//! The state record every printer reads from.
//!
//! Built exactly once, before the first printer runs, and never mutated
//! afterwards. Everything that changes while printing lives in
//! [`crate::display::Printer`].

use crate::cli::Options;
use crate::config::{Config, DisplayConfig};
use crate::error::Result;
use crate::logo::Logo;
use std::ffi::CStr;
use std::io;
use std::mem::MaybeUninit;
use std::path::PathBuf;

pub const DEFAULT_SEPARATOR: i16 = 4;

/// Invoking user, from the passwd database
#[derive(Debug, Clone, PartialEq, Eq)]
pub struct UserInfo {
    pub name: String,
    pub home: PathBuf,
    /// Login shell path
    pub shell: Option<String>,
}

/// `uname(2)` fields
#[derive(Debug, Clone, Default, PartialEq, Eq)]
pub struct KernelInfo {
    pub nodename: String,
    pub release: String,
    pub machine: String,
}

/// `sysinfo(2)` snapshot, sizes in bytes
#[derive(Debug, Clone, Default, PartialEq, Eq)]
pub struct Snapshot {
    pub uptime: u64,
    pub total_ram: u64,
    pub free_ram: u64,
    pub buffer_ram: u64,
}

#[derive(Debug, Clone)]
pub struct State {
    pub user: UserInfo,
    pub kernel: KernelInfo,
    pub snapshot: Snapshot,
    pub logo: Logo,
    /// Key color escape sequence
    pub color: String,
    pub logo_separator: i16,
    pub show_errors: bool,
}

impl State {
    /// Query the system and merge command line options over the config file
    pub fn init(options: &Options, config: &Config) -> Result<Self> {
        let display = &config.display;
        let logo = select_logo(options, display);

        // an explicit --logo brings its own color, hiding the configured one
        let color = options
            .color
            .clone()
            .or_else(|| options.logo.is_none().then(|| display.color_escape()).flatten())
            .unwrap_or_else(|| logo.color().to_string());

        Ok(Self {
            user: UserInfo::lookup(),
            kernel: KernelInfo::uname()?,
            snapshot: Snapshot::sysinfo()?,
            logo,
            color,
            logo_separator: options
                .separator
                .or(display.separator)
                .unwrap_or(DEFAULT_SEPARATOR),
            show_errors: options.show_errors || display.show_errors.unwrap_or(false),
        })
    }

    pub fn hostname(&self) -> &str {
        &self.kernel.nodename
    }
}

fn select_logo(options: &Options, display: &DisplayConfig) -> Logo {
    let logo = options
        .logo
        .as_deref()
        .or(display.logo.as_deref())
        .and_then(Logo::find)
        .unwrap_or_else(Logo::detect);

    match display.ascii_path() {
        Some(path) => logo.clone().with_art_file(path).unwrap_or_else(|err| {
            tracing::warn!(path, %err, "cannot read custom logo, using built-in art");
            logo
        }),
        None => logo,
    }
}

impl UserInfo {
    /// Look up the current uid; falls back to `$USER` and `$HOME` if the
    /// passwd database has no entry.
    pub fn lookup() -> Self {
        // SAFETY: getuid never fails
        let uid = unsafe { libc::getuid() };
        passwd_entry(uid).unwrap_or_else(|| {
            tracing::debug!(uid, "no passwd entry, using environment");
            Self {
                name: std::env::var("USER").unwrap_or_else(|_| "unknown".to_string()),
                home: dirs::home_dir().unwrap_or_else(|| PathBuf::from("/")),
                shell: std::env::var("SHELL").ok(),
            }
        })
    }
}

fn passwd_entry(uid: libc::uid_t) -> Option<UserInfo> {
    let mut buffer: Vec<libc::c_char> = vec![0; 1024];

    loop {
        // SAFETY: all pointers reference live locals; on success `result`
        // points at `pwd`, whose strings live in `buffer`.
        let mut pwd: libc::passwd = unsafe { std::mem::zeroed() };
        let mut result: *mut libc::passwd = std::ptr::null_mut();
        let rc = unsafe {
            libc::getpwuid_r(uid, &mut pwd, buffer.as_mut_ptr(), buffer.len(), &mut result)
        };

        if rc == libc::ERANGE && buffer.len() < 1 << 20 {
            let len = buffer.len() * 2;
            buffer.resize(len, 0);
            continue;
        }
        if rc != 0 || result.is_null() {
            return None;
        }

        let text = |ptr: *const libc::c_char| -> Option<String> {
            if ptr.is_null() {
                return None;
            }
            // SAFETY: non-null passwd fields are NUL-terminated strings in `buffer`
            let value = unsafe { CStr::from_ptr(ptr) }.to_string_lossy().into_owned();
            Some(value).filter(|value| !value.is_empty())
        };

        return Some(UserInfo {
            name: text(pwd.pw_name)?,
            home: PathBuf::from(text(pwd.pw_dir)?),
            shell: text(pwd.pw_shell),
        });
    }
}

impl KernelInfo {
    pub fn uname() -> Result<Self> {
        let mut uts = MaybeUninit::<libc::utsname>::uninit();
        // SAFETY: uname fills the whole struct when it returns 0
        if unsafe { libc::uname(uts.as_mut_ptr()) } != 0 {
            return Err(io::Error::last_os_error().into());
        }
        let uts = unsafe { uts.assume_init() };

        Ok(Self {
            nodename: c_field(&uts.nodename),
            release: c_field(&uts.release),
            machine: c_field(&uts.machine),
        })
    }
}

fn c_field(chars: &[libc::c_char]) -> String {
    let bytes: Vec<u8> = chars
        .iter()
        .take_while(|&&c| c != 0)
        .map(|&c| c as u8)
        .collect();
    String::from_utf8_lossy(&bytes).into_owned()
}

impl Snapshot {
    pub fn sysinfo() -> Result<Self> {
        let mut info = MaybeUninit::<libc::sysinfo>::uninit();
        // SAFETY: sysinfo fills the whole struct when it returns 0
        if unsafe { libc::sysinfo(info.as_mut_ptr()) } != 0 {
            return Err(io::Error::last_os_error().into());
        }
        let info = unsafe { info.assume_init() };
        let unit = u64::from(info.mem_unit.max(1));

        Ok(Self {
            uptime: info.uptime.max(0) as u64,
            total_ram: info.totalram as u64 * unit,
            free_ram: info.freeram as u64 * unit,
            buffer_ram: info.bufferram as u64 * unit,
        })
    }
}

#[cfg(test)]
pub(crate) fn test_state() -> State {
    State {
        user: UserInfo {
            name: "tester".into(),
            home: PathBuf::from("/nonexistent/home/tester"),
            shell: Some("/bin/zsh".into()),
        },
        kernel: KernelInfo {
            nodename: "box".into(),
            release: "6.1.0-test".into(),
            machine: "x86_64".into(),
        },
        snapshot: Snapshot {
            uptime: 3 * 3600 + 120,
            total_ram: 8 << 30,
            free_ram: 4 << 30,
            ..Default::default()
        },
        logo: Logo::new("t", "\x1b[36m".into(), vec!["/\\".into(), "\\/".into()]),
        color: "\x1b[35m".into(),
        logo_separator: 1,
        show_errors: false,
    }
}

┄┄┄┄┄┄┄┄┄┄┄┄┄┄┄┄┄┄┄┄

### Task statement
An exact copy of every record above is needed. Write it out word for word.

### Expected answer
//! The state record every printer reads from.
//!
//! Built exactly once, before the first printer runs, and never mutated
//! afterwards. Everything that changes while printing lives in
//! [`crate::display::Printer`].

use crate::cli::Options;
use crate::config::{Config, DisplayConfig};
use crate::error::Result;
use crate::logo::Logo;
use std::ffi::CStr;
use std::io;
use std::mem::MaybeUninit;
use std::path::PathBuf;

pub const DEFAULT_SEPARATOR: i16 = 4;

/// Invoking user, from the passwd database
#[derive(Debug, Clone, PartialEq, Eq)]
pub struct UserInfo {
    pub name: String,
    pub home: PathBuf,
    /// Login shell path
    pub shell: Option<String>,
}

/// `uname(2)` fields
#[derive(Debug, Clone, Default, PartialEq, Eq)]
pub struct KernelInfo {
    pub nodename: String,
    pub release: String,
    pub machine: String,
}

/// `sysinfo(2)` snapshot, sizes in bytes
#[derive(Debug, Clone, Default, PartialEq, Eq)]
pub struct Snapshot {
    pub uptime: u64,
    pub total_ram: u64,
    pub free_ram: u64,
    pub buffer_ram: u64,
}

#[derive(Debug, Clone)]
pub struct State {
    pub user: UserInfo,
    pub kernel: KernelInfo,
    pub snapshot: Snapshot,
    pub logo: Logo,
    /// Key color escape sequence
    pub color: String,
    pub logo_separator: i16,
    pub show_errors: bool,
}

impl State {
    /// Query the system and merge command line options over the config file
    pub fn init(options: &Options, config: &Config) -> Result<Self> {
        let display = &config.display;
        let logo = select_logo(options, display);

        // an explicit --logo brings its own color, hiding the configured one
        let color = options
            .color
            .clone()
            .or_else(|| options.logo.is_none().then(|| display.color_escape()).flatten())
            .unwrap_or_else(|| logo.color().to_string());

        Ok(Self {
            user: UserInfo::lookup(),
            kernel: KernelInfo::uname()?,
            snapshot: Snapshot::sysinfo()?,
            logo,
            color,
            logo_separator: options
                .separator
                .or(display.separator)
                .unwrap_or(DEFAULT_SEPARATOR),
            show_errors: options.show_errors || display.show_errors.unwrap_or(false),
        })
    }

    pub fn hostname(&self) -> &str {
        &self.kernel.nodename
    }
}

fn select_logo(options: &Options, display: &DisplayConfig) -> Logo {
    let logo = options
        .logo
        .as_deref()
        .or(display.logo.as_deref())
        .and_then(Logo::find)
        .unwrap_or_else(Logo::detect);

    match display.ascii_path() {
        Some(path) => logo.clone().with_art_file(path).unwrap_or_else(|err| {
            tracing::warn!(path, %err, "cannot read custom logo, using built-in art");
            logo
        }),
        None => logo,
    }
}

impl UserInfo {
    /// Look up the current uid; falls back to `$USER` and `$HOME` if the
    /// passwd database has no entry.
    pub fn lookup() -> Self {
        // SAFETY: getuid never fails
        let uid = unsafe { libc::getuid() };
        passwd_entry(uid).unwrap_or_else(|| {
            tracing::debug!(uid, "no passwd entry, using environment");
            Self {
                name: std::env::var("USER").unwrap_or_else(|_| "unknown".to_string()),
                home: dirs::home_dir().unwrap_or_else(|| PathBuf::from("/")),
                shell: std::env::var("SHELL").ok(),
            }
        })
    }
}

fn passwd_entry(uid: libc::uid_t) -> Option<UserInfo> {
    let mut buffer: Vec<libc::c_char> = vec![0; 1024];

    loop {
        // SAFETY: all pointers reference live locals; on success `result`
        // points at `pwd`, whose strings live in `buffer`.
        let mut pwd: libc::passwd = unsafe { std::mem::zeroed() };
        let mut result: *mut libc::passwd = std::ptr::null_mut();
        let rc = unsafe {
            libc::getpwuid_r(uid, &mut pwd, buffer.as_mut_ptr(), buffer.len(), &mut result)
        };

        if rc == libc::ERANGE && buffer.len() < 1 << 20 {
            let len = buffer.len() * 2;
            buffer.resize(len, 0);
            continue;
        }
        if rc != 0 || result.is_null() {
            return None;
        }

        let text = |ptr: *const libc::c_char| -> Option<String> {
            if ptr.is_null() {
                return None;
            }
            // SAFETY: non-null passwd fields are NUL-terminated strings in `buffer`
            let value = unsafe { CStr::from_ptr(ptr) }.to_string_lossy().into_owned();
            Some(value).filter(|value| !value.is_empty())
        };

        return Some(UserInfo {
            name: text(pwd.pw_name)?,
            home: PathBuf::from(text(pwd.pw_dir)?),
            shell: text(pwd.pw_shell),
        });
    }
}

impl KernelInfo {
    pub fn uname() -> Result<Self> {
        let mut uts = MaybeUninit::<libc::utsname>::uninit();
        // SAFETY: uname fills the whole struct when it returns 0
        if unsafe { libc::uname(uts.as_mut_ptr()) } != 0 {
            return Err(io::Error::last_os_error().into());
        }
        let uts = unsafe { uts.assume_init() };

        Ok(Self {
            nodename: c_field(&uts.nodename),
            release: c_field(&uts.release),
            machine: c_field(&uts.machine),
        })
    }
}

fn c_field(chars: &[libc::c_char]) -> String {
    let bytes: Vec<u8> = chars
        .iter()
        .take_while(|&&c| c != 0)
        .map(|&c| c as u8)
        .collect();
    String::from_utf8_lossy(&bytes).into_owned()
}

impl Snapshot {
    pub fn sysinfo() -> Result<Self> {
        let mut info = MaybeUninit::<libc::sysinfo>::uninit();
        // SAFETY: sysinfo fills the whole struct when it returns 0
        if unsafe { libc::sysinfo(info.as_mut_ptr()) } != 0 {
            return Err(io::Error::last_os_error().into());
        }
        let info = unsafe { info.assume_init() };
        let unit = u64::from(info.mem_unit.max(1));

        Ok(Self {
            uptime: info.uptime.max(0) as u64,
            total_ram: info.totalram as u64 * unit,
            free_ram: info.freeram as u64 * unit,
            buffer_ram: info.bufferram as u64 * unit,
        })
    }
}

#[cfg(test)]
pub(crate) fn test_state() -> State {
    State {
        user: UserInfo {
            name: "tester".into(),
            home: PathBuf::from("/nonexistent/home/tester"),
            shell: Some("/bin/zsh".into()),
        },
        kernel: KernelInfo {
            nodename: "box".into(),
            release: "6.1.0-test".into(),
            machine: "x86_64".into(),
        },
        snapshot: Snapshot {
            uptime: 3 * 3600 + 120,
            total_ram: 8 << 30,
            free_ram: 4 << 30,
            ..Default::default()
        },
        logo: Logo::new("t", "\x1b[36m".into(), vec!["/\\".into(), "\\/".into()]),
        color: "\x1b[35m".into(),
        logo_separator: 1,
        show_errors: false,
    }
}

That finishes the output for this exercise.